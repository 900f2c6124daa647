//! Feed loop: upload local data files one at a time under dated keys and
//! drive one workflow execution per upload.
//!
//! The loop stops at the first execution that does not succeed.

use std::path::{Path, PathBuf};
use std::sync::Arc;
use std::time::Duration;

use chrono::{Days, NaiveDate};
use serde::Serialize;
use serde_json::json;
use tokio_util::sync::CancellationToken;
use tracing::{error, info, instrument};

use ledgerflow_objects::{ObjectStore, layout};
use ledgerflow_shared::{LedgerflowError, Result};

use crate::driver::{ExecutionDriver, ExecutionStatus};

/// Feed loop settings.
#[derive(Debug, Clone)]
pub struct FeedOptions {
    /// Directory holding the data files.
    pub data_dir: PathBuf,
    /// Only files starting with this prefix are fed.
    pub file_prefix: String,
    /// Date of the first upload; each later file is one day later.
    pub start_date: NaiveDate,
    /// Maximum number of files to feed (`None` = all).
    pub limit: Option<usize>,
    /// Pause between an upload and starting its execution.
    pub settle: Duration,
    /// Pause between consecutive runs.
    pub interval: Duration,
}

/// Result of one upload + execution.
#[derive(Debug, Clone, Serialize)]
pub struct FeedRun {
    pub key: String,
    #[serde(skip_serializing_if = "Option::is_none")]
    pub execution_id: Option<String>,
    pub status: String,
    #[serde(skip_serializing_if = "Option::is_none")]
    pub error: Option<String>,
}

/// Summary of a feed loop.
#[derive(Debug, Clone, Default, Serialize)]
pub struct FeedReport {
    pub runs: Vec<FeedRun>,
    /// True when an execution failed and the remaining files were not fed.
    pub stopped_early: bool,
}

/// Files in `dir` starting with `prefix`, sorted by name.
pub fn feed_files(dir: &Path, prefix: &str) -> Result<Vec<PathBuf>> {
    let read = std::fs::read_dir(dir).map_err(|e| LedgerflowError::io(dir, e))?;
    let mut files = Vec::new();
    for entry in read {
        let entry = entry.map_err(|e| LedgerflowError::io(dir, e))?;
        let path = entry.path();
        let matches = path
            .file_name()
            .and_then(|n| n.to_str())
            .is_some_and(|n| n.starts_with(prefix));
        if matches && path.is_file() {
            files.push(path);
        }
    }
    files.sort();
    Ok(files)
}

async fn pause(duration: Duration, cancel: &CancellationToken) -> Result<()> {
    if duration.is_zero() {
        return Ok(());
    }
    tokio::select! {
        _ = cancel.cancelled() => Err(LedgerflowError::Cancelled("feed loop interrupted".into())),
        _ = tokio::time::sleep(duration) => Ok(()),
    }
}

/// Run the feed loop against `workflow_name`.
#[instrument(skip_all, fields(dir = %opts.data_dir.display(), workflow = workflow_name))]
pub async fn run_feed(
    objects: Arc<dyn ObjectStore>,
    bucket: &str,
    driver: &ExecutionDriver,
    workflow_name: &str,
    opts: &FeedOptions,
    cancel: &CancellationToken,
) -> Result<FeedReport> {
    let mut files = feed_files(&opts.data_dir, &opts.file_prefix)?;
    if let Some(limit) = opts.limit {
        files.truncate(limit);
    }
    if files.is_empty() {
        return Err(LedgerflowError::not_found(format!(
            "no '{}*' files in {}",
            opts.file_prefix,
            opts.data_dir.display()
        )));
    }

    let workflow = driver.discover(workflow_name).await?;
    let input = json!({ "data_bucket_name": bucket });
    let mut report = FeedReport::default();

    for (i, file) in files.iter().enumerate() {
        let date = opts
            .start_date
            .checked_add_days(Days::new(i as u64))
            .ok_or_else(|| LedgerflowError::validation("feed date out of range"))?;
        let name = file
            .file_name()
            .and_then(|n| n.to_str())
            .ok_or_else(|| LedgerflowError::validation(format!("bad file name {}", file.display())))?;
        let key = layout::raw_key(date, name);

        let bytes = tokio::fs::read(file)
            .await
            .map_err(|e| LedgerflowError::io(file, e))?;
        info!(%bucket, %key, size = bytes.len(), "uploading");
        objects.put(bucket, &key, &bytes).await?;
        pause(opts.settle, cancel).await?;

        match driver.run(&workflow, &input, cancel).await {
            Ok(outcome) => report.runs.push(FeedRun {
                key,
                execution_id: Some(outcome.execution.execution_id),
                status: outcome.status.to_string(),
                error: None,
            }),
            Err(LedgerflowError::ExecutionFailure {
                execution,
                status,
                error: detail,
            }) => {
                error!(%execution, %status, error = ?detail, "pipeline failed, stopping feed");
                report.runs.push(FeedRun {
                    key,
                    execution_id: Some(execution),
                    status,
                    error: detail,
                });
                report.stopped_early = i + 1 < files.len();
                break;
            }
            Err(e) => return Err(e),
        }

        if i + 1 < files.len() {
            pause(opts.interval, cancel).await?;
        }
    }

    let succeeded = report
        .runs
        .iter()
        .filter(|r| r.status == ExecutionStatus::Succeeded.as_str())
        .count();
    info!(runs = report.runs.len(), succeeded, "feed complete");
    Ok(report)
}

_GOAL OF THE EXERCISE_: Exactly as written, restate every line of the listing above.

_RESPONSE TO THIS TASK_:
repository 900f2c6124daa647
//! Feed loop: upload local data files one at a time under dated keys and
//! drive one workflow execution per upload.
//!
//! The loop stops at the first execution that does not succeed.

use std::path::{Path, PathBuf};
use std::sync::Arc;
use std::time::Duration;

use chrono::{Days, NaiveDate};
use serde::Serialize;
use serde_json::json;
use tokio_util::sync::CancellationToken;
use tracing::{error, info, instrument};

use ledgerflow_objects::{ObjectStore, layout};
use ledgerflow_shared::{LedgerflowError, Result};

use crate::driver::{ExecutionDriver, ExecutionStatus};

/// Feed loop settings.
#[derive(Debug, Clone)]
pub struct FeedOptions {
    /// Directory holding the data files.
    pub data_dir: PathBuf,
    /// Only files starting with this prefix are fed.
    pub file_prefix: String,
    /// Date of the first upload; each later file is one day later.
    pub start_date: NaiveDate,
    /// Maximum number of files to feed (`None` = all).
    pub limit: Option<usize>,
    /// Pause between an upload and starting its execution.
    pub settle: Duration,
    /// Pause between consecutive runs.
    pub interval: Duration,
}

/// Result of one upload + execution.
#[derive(Debug, Clone, Serialize)]
pub struct FeedRun {
    pub key: String,
    #[serde(skip_serializing_if = "Option::is_none")]
    pub execution_id: Option<String>,
    pub status: String,
    #[serde(skip_serializing_if = "Option::is_none")]
    pub error: Option<String>,
}

/// Summary of a feed loop.
#[derive(Debug, Clone, Default, Serialize)]
pub struct FeedReport {
    pub runs: Vec<FeedRun>,
    /// True when an execution failed and the remaining files were not fed.
    pub stopped_early: bool,
}

/// Files in `dir` starting with `prefix`, sorted by name.
pub fn feed_files(dir: &Path, prefix: &str) -> Result<Vec<PathBuf>> {
    let read = std::fs::read_dir(dir).map_err(|e| LedgerflowError::io(dir, e))?;
    let mut files = Vec::new();
    for entry in read {
        let entry = entry.map_err(|e| LedgerflowError::io(dir, e))?;
        let path = entry.path();
        let matches = path
            .file_name()
            .and_then(|n| n.to_str())
            .is_some_and(|n| n.starts_with(prefix));
        if matches && path.is_file() {
            files.push(path);
        }
    }
    files.sort();
    Ok(files)
}

async fn pause(duration: Duration, cancel: &CancellationToken) -> Result<()> {
    if duration.is_zero() {
        return Ok(());
    }
    tokio::select! {
        _ = cancel.cancelled() => Err(LedgerflowError::Cancelled("feed loop interrupted".into())),
        _ = tokio::time::sleep(duration) => Ok(()),
    }
}

/// Run the feed loop against `workflow_name`.
#[instrument(skip_all, fields(dir = %opts.data_dir.display(), workflow = workflow_name))]
pub async fn run_feed(
    objects: Arc<dyn ObjectStore>,
    bucket: &str,
    driver: &ExecutionDriver,
    workflow_name: &str,
    opts: &FeedOptions,
    cancel: &CancellationToken,
) -> Result<FeedReport> {
    let mut files = feed_files(&opts.data_dir, &opts.file_prefix)?;
    if let Some(limit) = opts.limit {
        files.truncate(limit);
    }
    if files.is_empty() {
        return Err(LedgerflowError::not_found(format!(
            "no '{}*' files in {}",
            opts.file_prefix,
            opts.data_dir.display()
        )));
    }

    let workflow = driver.discover(workflow_name).await?;
    let input = json!({ "data_bucket_name": bucket });
    let mut report = FeedReport::default();

    for (i, file) in files.iter().enumerate() {
        let date = opts
            .start_date
            .checked_add_days(Days::new(i as u64))
            .ok_or_else(|| LedgerflowError::validation("feed date out of range"))?;
        let name = file
            .file_name()
            .and_then(|n| n.to_str())
            .ok_or_else(|| LedgerflowError::validation(format!("bad file name {}", file.display())))?;
        let key = layout::raw_key(date, name);

        let bytes = tokio::fs::read(file)
            .await
            .map_err(|e| LedgerflowError::io(file, e))?;
        info!(%bucket, %key, size = bytes.len(), "uploading");
        objects.put(bucket, &key, &bytes).await?;
        pause(opts.settle, cancel).await?;

        match driver.run(&workflow, &input, cancel).await {
            Ok(outcome) => report.runs.push(FeedRun {
                key,
                execution_id: Some(outcome.execution.execution_id),
                status: outcome.status.to_string(),
                error: None,
            }),
            Err(LedgerflowError::ExecutionFailure {
                execution,
                status,
                error: detail,
            }) => {
                error!(%execution, %status, error = ?detail, "pipeline failed, stopping feed");
                report.runs.push(FeedRun {
                    key,
                    execution_id: Some(execution),
                    status,
                    error: detail,
                });
                report.stopped_early = i + 1 < files.len();
                break;
            }
            Err(e) => return Err(e),
        }

        if i + 1 < files.len() {
            pause(opts.interval, cancel).await?;
        }
    }

    let succeeded = report
        .runs
        .iter()
        .filter(|r| r.status == ExecutionStatus::Succeeded.as_str())
        .count();
    info!(runs = report.runs.len(), succeeded, "feed complete");
    Ok(report)
}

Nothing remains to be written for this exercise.